English    Türkçe    فارسی   

5
3889-3898

  • Öyle bir aslanla savaştı da erliği, yine sönmedi, hâlâ ayaktaydı.
  • با چنان شیری به چالش گشت جفت  ** مردی او مانده بر پای و نخفت 
  • O tatlı ve ay yüzlü güzel, onun erliğine şaşıp kaldı. 3890
  • آن بت شیرین‌لقای ماه‌رو  ** در عجب در ماند از مردی او 
  • İstekle ona kendisini teslim etti. O anda o iki can, birleştiler..
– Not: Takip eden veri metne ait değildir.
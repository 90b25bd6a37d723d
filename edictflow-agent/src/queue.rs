//! Durable outbound queue
//!
//! Every agent -> controller report is written to the store before any
//! network attempt. The session drains entries in insertion order, counting
//! an attempt per send, and deletes an entry when the controller acks its
//! `ref_id`. An entry left unacknowledged on a live link is sent again after
//! `resend_after_secs`, so a controller that dropped it without an ack gets
//! another attempt without waiting for a reconnect. The janitor retires
//! entries that ran out of attempts or aged past the configured maximum.

use std::sync::Arc;
use std::time::Duration;

use chrono::Duration as ChronoDuration;
use edictflow_core::protocol::{Envelope, Message};
use edictflow_core::Clock;
use tokio::sync::Notify;
use tokio::task::JoinHandle;
use tokio_util::sync::CancellationToken;
use uuid::Uuid;

use crate::config::QueueConfig;
use crate::error::Result;
use crate::store::{AgentStore, QueueEntry};

/// Entries handed to the session per drain step
pub const DRAIN_BATCH: usize = 64;

/// Queue of unacknowledged agent -> controller envelopes
pub struct OutboundQueue {
    store: Arc<AgentStore>,
    config: QueueConfig,
    clock: Arc<dyn Clock>,
    ready: Notify,
}

impl OutboundQueue {
    pub fn new(store: Arc<AgentStore>, config: QueueConfig, clock: Arc<dyn Clock>) -> Self {
        Self {
            store,
            config,
            clock,
            ready: Notify::new(),
        }
    }

    /// Persist `message` under a fresh ref id and wake the sender
    pub fn enqueue(&self, message: Message) -> Result<String> {
        let ref_id = Uuid::new_v4().to_string();
        self.enqueue_as(&ref_id, message)?;
        Ok(ref_id)
    }

    /// Persist `message` under a ref id the caller already recorded elsewhere
    pub fn enqueue_as(&self, ref_id: &str, message: Message) -> Result<()> {
        let envelope = Envelope::with_ref_id(ref_id, message)?;
        self.store.enqueue(
            ref_id,
            &envelope.message_type,
            &envelope.encode()?,
            self.clock.now(),
        )?;
        tracing::debug!(ref_id = %ref_id, message = %envelope.message_type, "queued");
        self.ready.notify_one();
        Ok(())
    }

    /// Sendable entries after `after_seq`
    pub fn pending_after(&self, after_seq: i64) -> Result<Vec<QueueEntry>> {
        self.store
            .queued_after(after_seq, self.config.max_attempts, DRAIN_BATCH)
    }

    /// How long a sent entry waits for its ack before the session resends it
    pub fn resend_after(&self) -> Duration {
        Duration::from_secs(self.config.resend_after_secs.max(1))
    }

    pub fn mark_sent(&self, seq: i64) -> Result<()> {
        self.store.record_attempt(seq)
    }

    /// Drop the entry acknowledged under `ref_id`
    pub fn acknowledge(&self, ref_id: &str) -> Result<bool> {
        let removed = self.store.ack(ref_id)?;
        if !removed {
            tracing::debug!(ref_id = %ref_id, "ack for unknown or already retired entry");
        }
        Ok(removed)
    }

    /// Retire exhausted and expired entries
    pub fn janitor_pass(&self) -> Result<Vec<QueueEntry>> {
        let max_age = ChronoDuration::seconds(self.config.max_age_secs.min(i64::MAX as u64) as i64);
        let cutoff = self.clock.now() - max_age;
        let retired = self.store.retire(self.config.max_attempts, cutoff)?;
        for entry in &retired {
            tracing::warn!(
                ref_id = %entry.ref_id,
                message = %entry.message_type,
                attempts = entry.attempts,
                "retired undelivered message"
            );
        }
        Ok(retired)
    }

    pub fn len(&self) -> Result<usize> {
        self.store.queue_len()
    }

    pub fn is_empty(&self) -> Result<bool> {
        Ok(self.len()? == 0)
    }

    /// Resolves after the next enqueue (or immediately if one is unobserved)
    pub async fn ready(&self) {
        self.ready.notified().await
    }
}

/// Run [`OutboundQueue::janitor_pass`] every `interval` until cancelled
pub fn spawn_janitor(queue: Arc<OutboundQueue>, interval: Duration, cancel: CancellationToken) -> JoinHandle<()> {
    tokio::spawn(async move {
        let mut ticker = tokio::time::interval(interval);
        ticker.set_missed_tick_behavior(tokio::time::MissedTickBehavior::Delay);
        loop {
            tokio::select! {
                _ = cancel.cancelled() => break,
                _ = ticker.tick() => {
                    if let Err(e) = queue.janitor_pass() {
                        tracing::warn!(error = %e, "queue janitor pass failed");
                    }
                }
            }
        }
        tracing::debug!("queue janitor stopped");
    })
}
use crate::catalog::CatalogStore;
use crate::detail::DetailStore;
use crate::media::{Catalog, MediaItem, MediaKind};
use crate::search::{InputEffect, SearchController, SearchFetch};
use crate::storage::JsonFileStorage;
use crate::tmdb::{MediaApi, TmdbClient};
use crate::watchlist::WatchlistStore;
use anyhow::Result;
use std::sync::Arc;
use tracing::{debug, info, warn};

/// The whole client state: one store per view plus the API handle the
/// flows fetch with. Views read the stores; only the flows below write.
pub struct App {
    pub api: Arc<dyn MediaApi>,
    pub catalogs: CatalogStore,
    pub detail: DetailStore,
    pub search: SearchController,
    pub watchlist: WatchlistStore,
}

impl App {
    pub fn from_env() -> Result<Self> {
        let api: Arc<dyn MediaApi> = Arc::new(TmdbClient::from_env()?);
        let storage = JsonFileStorage::in_data_dir()?;
        debug!("Watchlist file: {}", storage.path().display());
        Ok(Self::new(api, WatchlistStore::open(storage)))
    }

    pub fn new(api: Arc<dyn MediaApi>, watchlist: WatchlistStore) -> Self {
        Self {
            api,
            catalogs: CatalogStore::new(),
            detail: DetailStore::new(),
            search: SearchController::new(),
            watchlist,
        }
    }

    /// Loads one catalog listing if it is not already loaded or in flight.
    pub async fn load_catalog(&mut self, catalog: Catalog) {
        if !self.catalogs.should_fetch(catalog) {
            debug!("{} already loaded, skipping fetch", catalog.label());
            return;
        }
        let generation = self.catalogs.begin(catalog);
        let result = self.api.fetch_catalog(catalog).await;
        if let Err(e) = &result {
            warn!("{} fetch failed: {}", catalog.label(), e);
        }
        self.catalogs.resolve(catalog, generation, result);
    }

    /// Loads every catalog the home view shows. The four requests run
    /// concurrently and settle each listing on its own; one failure never
    /// takes the others down with it.
    pub async fn load_home(&mut self) {
        let mut in_flight = Vec::new();
        for catalog in Catalog::ALL {
            if !self.catalogs.should_fetch(catalog) {
                continue;
            }
            let generation = self.catalogs.begin(catalog);
            let api = self.api.clone();
            in_flight.push((
                catalog,
                generation,
                tokio::spawn(async move { api.fetch_catalog(catalog).await }),
            ));
        }
        for (catalog, generation, handle) in in_flight {
            match handle.await {
                Ok(result) => {
                    if let Err(e) = &result {
                        warn!("{} fetch failed: {}", catalog.label(), e);
                    }
                    self.catalogs.resolve(catalog, generation, result);
                }
                Err(e) => warn!("{} fetch task panicked: {}", catalog.label(), e),
            }
        }
    }

    /// Opens the detail view for a title and fetches its full record.
    pub async fn open_detail(&mut self, kind: MediaKind, id: u64) {
        info!("Loading {} {}", kind.api_path(), id);
        let generation = self.detail.open(kind, id);
        let result = self.api.fetch_detail(kind, id).await;
        if let Err(e) = &result {
            warn!("Detail fetch for {} {} failed: {}", kind.api_path(), id, e);
        }
        self.detail.resolve(generation, result);
    }

    /// Retries the detail fetch for whatever title is currently open.
    pub async fn retry_detail(&mut self) {
        if let Some((kind, id)) = self.detail.current() {
            self.open_detail(kind, id).await;
        }
    }

    /// A keystroke in the search box. The controller arms (or clears) its
    /// quiet period; `drive_search` performs the fetch once it elapses.
    pub fn type_search(&mut self, text: &str) -> InputEffect {
        self.search.on_input(text)
    }

    /// Sleeps out the armed quiet period, then runs the fetch it commits.
    /// A no-op when nothing is armed.
    pub async fn drive_search(&mut self) {
        if let Some(wait) = self.search.time_until_fire() {
            tokio::time::sleep(wait).await;
        }
        if let Some(fetch) = self.search.poll() {
            self.run_search_fetch(fetch).await;
        }
    }

    /// Explicit submit: fetches immediately when the gate passes.
    pub async fn submit_search(&mut self, query: &str) {
        if let Some(fetch) = self.search.on_submit(query) {
            self.run_search_fetch(fetch).await;
        }
    }

    /// Re-runs the last committed query after a failure.
    pub async fn retry_search(&mut self) {
        if let Some(fetch) = self.search.retry() {
            self.run_search_fetch(fetch).await;
        }
    }

    async fn run_search_fetch(&mut self, fetch: SearchFetch) {
        info!("Searching for '{}'", fetch.query);
        let result = self.api.search_multi(&fetch.query).await;
        if let Err(e) = &result {
            warn!("Search for '{}' failed: {}", fetch.query, e);
        }
        self.search.resolve(fetch.generation, result);
    }

    /// Adds the title to the watchlist, or removes it if any bucket already
    /// has that id. Returns true when the item ended up on the list.
    pub fn toggle_watchlist(&mut self, item: &MediaItem) -> bool {
        if self.watchlist.contains(item.id) {
            info!("Removing '{}' from the watchlist", item.title);
            self.watchlist.remove(item.media_kind, item.id);
            false
        } else {
            info!("Adding '{}' to the watchlist", item.title);
            self.watchlist.add(item.clone());
            true
        }
    }
}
  • جفت شد با او به شهوت آن زمان  ** متحد گشتند حالی آن دو جان 
  • Bu iki canın birbirleriyle birleşmesi yüzünden gayıptan bir başka can gelir erişir.
  • ز اتصال این دو جان با همدگر  ** می‌رسد از غیبشان جانی دگر 
  • Kadının rahminde meniyi kabule mâni bir şey yoksa bu can, doğuş yoliyle gelir, yüz gösterir.
  • رو نماید از طریق زادنی  ** گر نباشد از علوقش ره‌زنی 
  • Her nerde iki adam, sevgiyle, yahut kinle birleşseler, bir üçüncü can, mutlaka doğar.
  • هر کجا دو کس به مهری یا به کین  ** جمع آید ثالثی زاید یقین 
  • Fakat o suretler, gayp âleminde doğarlar. Oraya varınca onları gözünle de görürsün. 3895
  • لیک اندر غیب زاید آن صور  ** چون روی آن سو ببینی در نظر 
  • O sonuçlar, senin birleşmelerinden doğdu. Kendine gel de her eşe hemen sevinme.
  • آن نتایج از قرانات تو زاد  ** هین مگرد از هر قرینی زود شاد 
  • Vaktini bekle. O zürriyetlerin sana ulaşacağından emin ol.
  • منتظر می‌باش آن میقات را  ** صدق دان الحاق ذریات را 
  • Onlar, amelden ve sebeplerden doğmuşlardır. Her birinin sözü vardır, mekânı vardır.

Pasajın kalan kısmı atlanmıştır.